• REQUIRED ACTION: Could you copy every line in the listing below that has the word "derive"?

• SUPPLIED RECORDS:
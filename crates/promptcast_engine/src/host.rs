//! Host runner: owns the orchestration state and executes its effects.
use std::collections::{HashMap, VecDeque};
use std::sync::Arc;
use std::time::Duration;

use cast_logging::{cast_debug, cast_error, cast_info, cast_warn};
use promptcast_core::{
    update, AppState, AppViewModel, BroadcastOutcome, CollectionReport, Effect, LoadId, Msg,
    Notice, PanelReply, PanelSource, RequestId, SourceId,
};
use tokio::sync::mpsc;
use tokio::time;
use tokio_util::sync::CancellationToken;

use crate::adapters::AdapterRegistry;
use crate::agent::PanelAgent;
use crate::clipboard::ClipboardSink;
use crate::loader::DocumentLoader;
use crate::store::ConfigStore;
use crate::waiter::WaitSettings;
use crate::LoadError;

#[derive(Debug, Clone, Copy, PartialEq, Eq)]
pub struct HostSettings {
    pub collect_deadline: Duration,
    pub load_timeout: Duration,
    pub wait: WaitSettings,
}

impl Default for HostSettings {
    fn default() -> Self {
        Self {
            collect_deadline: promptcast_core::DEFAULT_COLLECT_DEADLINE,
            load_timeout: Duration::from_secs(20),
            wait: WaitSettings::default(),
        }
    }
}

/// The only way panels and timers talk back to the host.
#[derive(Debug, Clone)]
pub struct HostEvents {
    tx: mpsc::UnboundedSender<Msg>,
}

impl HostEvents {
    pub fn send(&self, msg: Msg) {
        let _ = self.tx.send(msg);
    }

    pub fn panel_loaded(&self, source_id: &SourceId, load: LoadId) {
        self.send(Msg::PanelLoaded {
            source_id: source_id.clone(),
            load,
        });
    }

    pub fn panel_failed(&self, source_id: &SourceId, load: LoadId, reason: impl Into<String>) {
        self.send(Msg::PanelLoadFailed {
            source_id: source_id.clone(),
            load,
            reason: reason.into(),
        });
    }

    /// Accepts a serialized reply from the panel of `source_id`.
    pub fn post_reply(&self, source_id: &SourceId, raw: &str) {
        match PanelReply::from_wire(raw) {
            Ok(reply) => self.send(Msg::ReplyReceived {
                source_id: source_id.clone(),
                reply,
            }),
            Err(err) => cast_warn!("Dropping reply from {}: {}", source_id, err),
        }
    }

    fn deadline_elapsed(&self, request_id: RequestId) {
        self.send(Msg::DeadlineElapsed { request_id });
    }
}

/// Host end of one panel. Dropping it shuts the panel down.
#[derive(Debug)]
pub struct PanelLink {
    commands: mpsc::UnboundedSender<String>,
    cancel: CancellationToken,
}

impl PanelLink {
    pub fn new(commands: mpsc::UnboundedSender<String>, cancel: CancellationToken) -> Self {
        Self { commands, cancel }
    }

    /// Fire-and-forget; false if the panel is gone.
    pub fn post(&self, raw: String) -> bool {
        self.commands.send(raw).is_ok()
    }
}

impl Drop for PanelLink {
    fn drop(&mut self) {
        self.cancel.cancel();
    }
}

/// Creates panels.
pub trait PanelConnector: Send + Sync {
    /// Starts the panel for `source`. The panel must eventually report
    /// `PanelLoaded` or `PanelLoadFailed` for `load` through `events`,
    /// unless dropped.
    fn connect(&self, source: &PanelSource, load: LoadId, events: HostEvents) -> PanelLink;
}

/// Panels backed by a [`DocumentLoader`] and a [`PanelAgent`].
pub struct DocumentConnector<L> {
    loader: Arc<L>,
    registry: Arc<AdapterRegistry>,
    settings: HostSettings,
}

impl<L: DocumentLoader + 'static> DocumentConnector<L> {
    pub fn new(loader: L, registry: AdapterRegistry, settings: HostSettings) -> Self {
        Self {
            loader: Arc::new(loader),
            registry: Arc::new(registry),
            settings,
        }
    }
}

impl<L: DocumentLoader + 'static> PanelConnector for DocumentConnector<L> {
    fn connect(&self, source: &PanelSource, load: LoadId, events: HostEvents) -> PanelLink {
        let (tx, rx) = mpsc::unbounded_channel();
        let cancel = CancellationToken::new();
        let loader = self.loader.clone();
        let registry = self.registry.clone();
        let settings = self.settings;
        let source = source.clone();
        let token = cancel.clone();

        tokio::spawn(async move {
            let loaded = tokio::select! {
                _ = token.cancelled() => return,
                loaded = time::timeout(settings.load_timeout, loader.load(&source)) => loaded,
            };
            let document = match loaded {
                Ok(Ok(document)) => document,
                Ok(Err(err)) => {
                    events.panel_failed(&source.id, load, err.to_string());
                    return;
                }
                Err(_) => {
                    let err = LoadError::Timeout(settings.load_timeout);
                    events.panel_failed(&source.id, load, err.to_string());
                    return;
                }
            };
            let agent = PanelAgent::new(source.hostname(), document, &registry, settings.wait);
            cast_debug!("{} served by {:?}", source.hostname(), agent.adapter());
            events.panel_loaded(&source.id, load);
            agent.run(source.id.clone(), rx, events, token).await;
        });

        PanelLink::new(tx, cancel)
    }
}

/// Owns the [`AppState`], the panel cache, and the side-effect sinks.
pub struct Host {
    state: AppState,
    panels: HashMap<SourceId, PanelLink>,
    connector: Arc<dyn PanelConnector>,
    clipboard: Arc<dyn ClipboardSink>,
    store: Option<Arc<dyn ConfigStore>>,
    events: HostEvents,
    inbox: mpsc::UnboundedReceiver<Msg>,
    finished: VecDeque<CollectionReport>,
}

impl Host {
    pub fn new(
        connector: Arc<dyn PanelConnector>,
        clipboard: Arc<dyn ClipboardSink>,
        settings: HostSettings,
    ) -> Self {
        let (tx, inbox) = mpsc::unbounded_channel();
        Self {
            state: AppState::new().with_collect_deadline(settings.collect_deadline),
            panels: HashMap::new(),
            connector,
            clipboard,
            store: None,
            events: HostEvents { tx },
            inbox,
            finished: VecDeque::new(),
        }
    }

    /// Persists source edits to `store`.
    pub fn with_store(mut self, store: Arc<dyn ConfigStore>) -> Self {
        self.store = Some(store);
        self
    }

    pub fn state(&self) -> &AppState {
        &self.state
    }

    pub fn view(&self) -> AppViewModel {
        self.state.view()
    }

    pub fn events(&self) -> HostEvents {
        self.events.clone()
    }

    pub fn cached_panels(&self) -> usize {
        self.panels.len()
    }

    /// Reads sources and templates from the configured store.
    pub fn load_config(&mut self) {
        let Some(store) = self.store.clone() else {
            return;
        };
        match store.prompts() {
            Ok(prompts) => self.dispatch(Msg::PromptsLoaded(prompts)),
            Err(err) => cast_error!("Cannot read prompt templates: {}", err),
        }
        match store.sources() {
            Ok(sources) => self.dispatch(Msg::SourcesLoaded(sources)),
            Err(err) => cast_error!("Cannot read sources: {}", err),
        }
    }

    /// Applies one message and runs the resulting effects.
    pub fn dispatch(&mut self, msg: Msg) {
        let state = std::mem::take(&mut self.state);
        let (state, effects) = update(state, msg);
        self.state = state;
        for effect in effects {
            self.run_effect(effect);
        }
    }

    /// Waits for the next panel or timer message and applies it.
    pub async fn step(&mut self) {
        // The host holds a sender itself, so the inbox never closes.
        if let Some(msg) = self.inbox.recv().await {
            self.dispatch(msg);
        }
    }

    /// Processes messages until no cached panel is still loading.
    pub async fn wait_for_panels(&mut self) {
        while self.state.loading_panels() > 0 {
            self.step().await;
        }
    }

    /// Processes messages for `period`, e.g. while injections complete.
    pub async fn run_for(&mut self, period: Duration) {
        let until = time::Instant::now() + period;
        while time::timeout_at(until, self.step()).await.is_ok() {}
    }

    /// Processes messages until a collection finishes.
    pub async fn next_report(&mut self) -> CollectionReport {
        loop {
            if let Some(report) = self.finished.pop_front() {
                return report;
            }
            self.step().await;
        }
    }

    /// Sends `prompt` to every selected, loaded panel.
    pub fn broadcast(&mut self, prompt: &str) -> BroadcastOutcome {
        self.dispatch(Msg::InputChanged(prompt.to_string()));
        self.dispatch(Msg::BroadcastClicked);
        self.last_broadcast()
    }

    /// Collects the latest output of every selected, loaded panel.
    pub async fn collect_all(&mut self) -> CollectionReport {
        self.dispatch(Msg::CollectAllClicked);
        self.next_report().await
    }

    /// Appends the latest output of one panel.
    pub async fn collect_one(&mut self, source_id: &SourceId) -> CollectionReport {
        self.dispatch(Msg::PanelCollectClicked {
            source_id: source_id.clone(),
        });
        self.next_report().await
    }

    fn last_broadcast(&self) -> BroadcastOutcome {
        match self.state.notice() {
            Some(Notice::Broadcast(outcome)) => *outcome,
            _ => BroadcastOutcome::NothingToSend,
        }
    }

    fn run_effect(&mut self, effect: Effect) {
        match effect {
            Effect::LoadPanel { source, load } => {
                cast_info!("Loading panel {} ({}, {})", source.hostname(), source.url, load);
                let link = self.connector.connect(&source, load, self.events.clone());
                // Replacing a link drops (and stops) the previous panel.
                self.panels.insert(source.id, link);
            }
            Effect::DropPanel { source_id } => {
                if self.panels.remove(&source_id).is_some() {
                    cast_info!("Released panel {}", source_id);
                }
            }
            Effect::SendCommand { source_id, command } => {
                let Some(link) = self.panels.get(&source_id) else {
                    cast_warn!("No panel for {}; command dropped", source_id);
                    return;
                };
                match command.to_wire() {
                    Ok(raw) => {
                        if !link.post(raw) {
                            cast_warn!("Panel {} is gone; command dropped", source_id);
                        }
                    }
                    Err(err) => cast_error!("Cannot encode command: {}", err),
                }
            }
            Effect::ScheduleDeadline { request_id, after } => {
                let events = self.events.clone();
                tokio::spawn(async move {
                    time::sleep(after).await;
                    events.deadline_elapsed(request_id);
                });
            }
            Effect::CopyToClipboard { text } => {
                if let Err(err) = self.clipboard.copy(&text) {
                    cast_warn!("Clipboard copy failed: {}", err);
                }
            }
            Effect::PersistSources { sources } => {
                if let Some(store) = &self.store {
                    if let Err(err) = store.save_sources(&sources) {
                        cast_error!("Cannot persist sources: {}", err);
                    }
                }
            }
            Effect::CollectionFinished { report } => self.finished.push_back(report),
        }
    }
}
--
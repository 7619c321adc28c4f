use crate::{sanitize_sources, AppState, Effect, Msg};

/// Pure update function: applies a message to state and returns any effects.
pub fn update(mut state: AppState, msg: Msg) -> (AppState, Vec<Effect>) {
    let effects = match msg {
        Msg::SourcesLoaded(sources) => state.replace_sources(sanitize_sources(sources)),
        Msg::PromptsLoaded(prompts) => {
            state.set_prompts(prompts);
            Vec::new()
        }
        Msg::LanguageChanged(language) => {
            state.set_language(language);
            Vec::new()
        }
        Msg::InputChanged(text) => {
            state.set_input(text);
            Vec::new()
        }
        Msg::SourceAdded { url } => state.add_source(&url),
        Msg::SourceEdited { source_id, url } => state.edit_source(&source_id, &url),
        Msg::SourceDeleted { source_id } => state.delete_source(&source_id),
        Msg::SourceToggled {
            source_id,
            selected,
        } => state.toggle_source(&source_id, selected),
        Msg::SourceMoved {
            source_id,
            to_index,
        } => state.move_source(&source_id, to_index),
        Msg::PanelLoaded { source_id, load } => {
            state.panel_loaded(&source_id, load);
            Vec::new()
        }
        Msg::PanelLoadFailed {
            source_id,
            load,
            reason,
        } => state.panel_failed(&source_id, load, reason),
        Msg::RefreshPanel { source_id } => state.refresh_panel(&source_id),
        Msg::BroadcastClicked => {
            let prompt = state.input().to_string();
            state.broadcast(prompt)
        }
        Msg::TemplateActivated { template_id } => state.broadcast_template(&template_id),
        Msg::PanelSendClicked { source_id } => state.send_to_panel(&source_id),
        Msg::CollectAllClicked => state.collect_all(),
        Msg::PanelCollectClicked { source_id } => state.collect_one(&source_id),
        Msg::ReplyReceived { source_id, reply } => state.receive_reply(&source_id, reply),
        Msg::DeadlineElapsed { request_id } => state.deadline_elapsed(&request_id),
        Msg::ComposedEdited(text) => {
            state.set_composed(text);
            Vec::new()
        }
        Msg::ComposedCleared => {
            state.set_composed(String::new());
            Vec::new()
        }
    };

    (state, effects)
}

• WRITTEN SOLUTION:
#[derive(Debug, Clone, Copy, PartialEq, Eq)]
#[derive(Debug, Clone)]
#[derive(Debug)]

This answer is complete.